I have a question about comparing sampled streams of data (that could apply to any data, gestural, audio descriptors etc). I am looking for ways to sample and compare input data streams of varying lengths to each other, to find similar or contrasting data 'phrases'. I'm doing this matching using the zsa.dist external from Mikhail Malt and Emmanuel Jourdan's zsa descriptors library: http://www.e--j.com/?page_id=83
My question concerns averaging out data streams, as I want a consistent way to compare streams of varying lengths. So far I am achieving this by averaging out the data streams of varying lengths to a fixed length - i.e. 50 data points. The way I am doing this is by taking a sampled stream, rounding the length up or down the nearest multiple of the desired fixed length (if rounded down the list is truncated, if rounded up it is padded with 0's), and then dividing this rounded length by the fixed length to get an evenly spaced window size with which to average out the data.

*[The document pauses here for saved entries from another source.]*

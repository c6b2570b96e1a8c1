//! Chart renderer: converts a chart into self-contained SVG output.
//!
//! The same render rules drive the single-tooth previews used by the
//! editor and the printable whole-chart document, which also embeds the
//! chart it was drawn from so the file can be loaded back.

mod constants;
pub mod geometry;
pub mod rules;
mod svg_builder;
mod tooth;

use serde::{Deserialize, Serialize};

use crate::chart::ChartState;
use crate::error::ChartError;
use crate::layout::{row_connections, Connection, ARCH_ROWS};
use crate::model::{Silhouette, ToothRecord};
use crate::taxonomy::Taxonomy;
use constants::*;
use geometry::ToothGeometry;
use rules::plan_tooth;
use svg_builder::{SvgBuilder, CHART_METADATA_ID};
use tooth::draw_tooth;

pub use rules::ToothRender;

// ═══════════════════════════════════════════════════════════════════════
// Options
// ═══════════════════════════════════════════════════════════════════════

/// Layout knobs for the printed chart. Missing fields take their defaults;
/// zero or negative sizes are treated as missing.
#[derive(Debug, Clone, PartialEq, Serialize, Deserialize)]
#[serde(default)]
pub struct RenderOptions {
    /// Side (or diameter) of one tooth.
    pub tooth_size: f64,
    /// Horizontal space between neighbouring teeth.
    pub tooth_gap: f64,
    /// Vertical space between arch rows.
    pub row_gap: f64,
    pub margin: f64,
    /// Print the FDI number above each tooth.
    pub show_numbers: bool,
    /// Print recession and mobility under each tooth.
    pub show_measurements: bool,
    /// Embed the chart JSON so the document can be reloaded.
    pub embed_chart: bool,
}

impl Default for RenderOptions {
    fn default() -> Self {
        Self {
            tooth_size: DEFAULT_TOOTH_SIZE,
            tooth_gap: DEFAULT_TOOTH_GAP,
            row_gap: DEFAULT_ROW_GAP,
            margin: DEFAULT_MARGIN,
            show_numbers: true,
            show_measurements: true,
            embed_chart: true,
        }
    }
}

impl RenderOptions {
    pub fn from_json(json: &str) -> Result<Self, ChartError> {
        Ok(serde_json::from_str(json)?)
    }

    /// Default options with a different tooth size. `None` or a
    /// non-positive size keeps the default.
    pub fn with_tooth_size(tooth_size: Option<f64>) -> Self {
        Self {
            tooth_size: positive_or(tooth_size.unwrap_or(0.0), DEFAULT_TOOTH_SIZE),
            ..Self::default()
        }
    }

    fn normalized(&self) -> Self {
        Self {
            tooth_size: positive_or(self.tooth_size, DEFAULT_TOOTH_SIZE),
            tooth_gap: non_negative_or(self.tooth_gap, DEFAULT_TOOTH_GAP),
            row_gap: non_negative_or(self.row_gap, DEFAULT_ROW_GAP),
            margin: non_negative_or(self.margin, DEFAULT_MARGIN),
            ..self.clone()
        }
    }
}

fn positive_or(value: f64, default: f64) -> f64 {
    if value.is_finite() && value > 0.0 { value } else { default }
}

fn non_negative_or(value: f64, default: f64) -> f64 {
    if value.is_finite() && value >= 0.0 { value } else { default }
}

// ═══════════════════════════════════════════════════════════════════════
// Public API
// ═══════════════════════════════════════════════════════════════════════

/// Render a single tooth into a complete SVG string.
///
/// `size` is the tooth side in user units; `None` (or 0.0 from FFI) uses
/// the default (40). The canvas leaves room for a prosthesis frame.
pub fn render_tooth_to_svg(
    record: &ToothRecord,
    silhouette: Silhouette,
    size: Option<f64>,
    connection: Connection,
    taxonomy: &Taxonomy,
) -> String {
    let size = positive_or(size.unwrap_or(0.0), DEFAULT_TOOTH_SIZE);
    let pad = size * FRAME_OVERHANG + FRAME_WIDTH;
    let extent = size + 2.0 * pad;

    let plan = plan_tooth(record, silhouette, connection, taxonomy);
    let geom = ToothGeometry::new(silhouette, size);

    let mut svg = SvgBuilder::new(extent, extent);
    draw_tooth(&mut svg, &plan, &geom, None, pad, pad);
    svg.build()
}

/// Render the whole chart as a printable arch diagram.
///
/// Rows run permanent upper, primary upper, primary lower, permanent lower;
/// each row is split at the midline with the patient's right on the left
/// of the page. Prosthesis runs are joined across neighbours, midline
/// included.
pub fn render_chart_to_svg(
    chart: &ChartState,
    taxonomy: &Taxonomy,
    options: &RenderOptions,
) -> Result<String, ChartError> {
    let opts = options.normalized();
    let size = opts.tooth_size;
    let gap = opts.tooth_gap;
    let pitch = size + gap;
    // the midline sits in an ordinary gap so prosthesis frames still meet across it
    let midline_gap = gap;

    let widest_side = ARCH_ROWS
        .iter()
        .map(|row| row.right.len().max(row.left.len()))
        .max()
        .unwrap_or(0) as f64;
    let side_width = (widest_side * pitch - gap).max(0.0);
    let page_width = 2.0 * opts.margin + 2.0 * side_width + midline_gap;
    let mid_x = page_width / 2.0;

    let label_height = if opts.show_numbers { LABEL_HEIGHT } else { 0.0 };
    let caption_height = if opts.show_measurements { CAPTION_HEIGHT } else { 0.0 };
    let row_height = label_height + size + caption_height;
    let rows = ARCH_ROWS.len() as f64;
    let page_height = 2.0 * opts.margin + rows * row_height + (rows - 1.0).max(0.0) * opts.row_gap;

    let mut svg = SvgBuilder::new(page_width, page_height);
    svg.rect("background", 0.0, 0.0, page_width, page_height, "white", "none", 0.0);

    if opts.embed_chart {
        svg.metadata(chart.to_json()?);
    }

    svg.line(
        "midline",
        mid_x,
        opts.margin,
        mid_x,
        page_height - opts.margin,
        MIDLINE_COLOR,
        MIDLINE_WIDTH,
        false,
    );

    let rect_geom = ToothGeometry::new(Silhouette::Rectangular, size);
    let circ_geom = ToothGeometry::new(Silhouette::Circular, size);

    for (r, row) in ARCH_ROWS.iter().enumerate() {
        let row_top = opts.margin + r as f64 * (row_height + opts.row_gap);
        let tooth_y = row_top + label_height;

        let teeth = row.teeth();
        let connections = row_connections(chart, &teeth);

        for (i, (id, connection)) in teeth.iter().zip(connections).enumerate() {
            let x = if i < row.right.len() {
                // patient's right runs toward the midline
                let from_mid = (row.right.len() - i) as f64;
                mid_x - midline_gap / 2.0 - from_mid * pitch + gap
            } else {
                let j = (i - row.right.len()) as f64;
                mid_x + midline_gap / 2.0 + j * pitch
            };

            let key = id.to_string();
            let record = chart.get(&key);
            let silhouette = id.silhouette();
            let geom = match silhouette {
                Silhouette::Rectangular => &rect_geom,
                Silhouette::Circular => &circ_geom,
            };
            let plan = plan_tooth(&record, silhouette, connection, taxonomy);
            draw_tooth(&mut svg, &plan, geom, Some(&key), x, tooth_y);

            let cx = x + size / 2.0;
            if opts.show_numbers {
                svg.text("tooth-number", cx, row_top + LABEL_HEIGHT / 2.0, &key, LABEL_HEIGHT * 0.8, "bold", LABEL_COLOR);
            }
            if opts.show_measurements {
                render_measurements(&mut svg, &record, cx, tooth_y + size);
            }
        }
    }

    Ok(svg.build())
}

/// Load the chart embedded in a document produced by [`render_chart_to_svg`].
pub fn chart_from_svg(svg: &str) -> Result<ChartState, ChartError> {
    let doc = roxmltree::Document::parse(svg)?;
    let node = doc
        .descendants()
        .find(|n| n.has_tag_name("metadata") && n.attribute("id") == Some(CHART_METADATA_ID))
        .ok_or(ChartError::MissingChartMetadata)?;
    ChartState::from_json(node.text().unwrap_or_default())
}

// ═══════════════════════════════════════════════════════════════════════
// Captions
// ═══════════════════════════════════════════════════════════════════════

fn render_measurements(svg: &mut SvgBuilder, record: &ToothRecord, cx: f64, top: f64) {
    let line = CAPTION_HEIGHT / 2.0;
    let font = line * 0.8;
    if let Some(ref recesion) = record.recesion {
        svg.text("caption caption-recesion", cx, top + line * 0.5, &format!("R: {recesion}"), font, "normal", CAPTION_COLOR);
    }
    if let Some(ref movilidad) = record.movilidad {
        svg.text("caption caption-movilidad", cx, top + line * 1.5, &format!("M: {movilidad}"), font, "normal", CAPTION_COLOR);
    }
}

So if the original list has 258 elements and I want it averaged or down-sampled to 50 points:
Truncate the list to 250 elements,
Divide this length by the fixed length desired, 250/50 = 5,
Take the average value of every 5 elements,
Make a new list out of these averages.
As this approach was arrived at by trial and error, I guess I just wanted to know if anyone has tried to achieve anything similar and has approached it in a different way? Looking on the net for approaches to down-sampling data like this hasn't proved very useful for my purposes -or maybe I'm not looking in the right places :-)
Any ideas on how to improve this approach, or if there is another approach that may be more accurate?
I have attached an example patch to illustrate the idea.
Thanks in advance,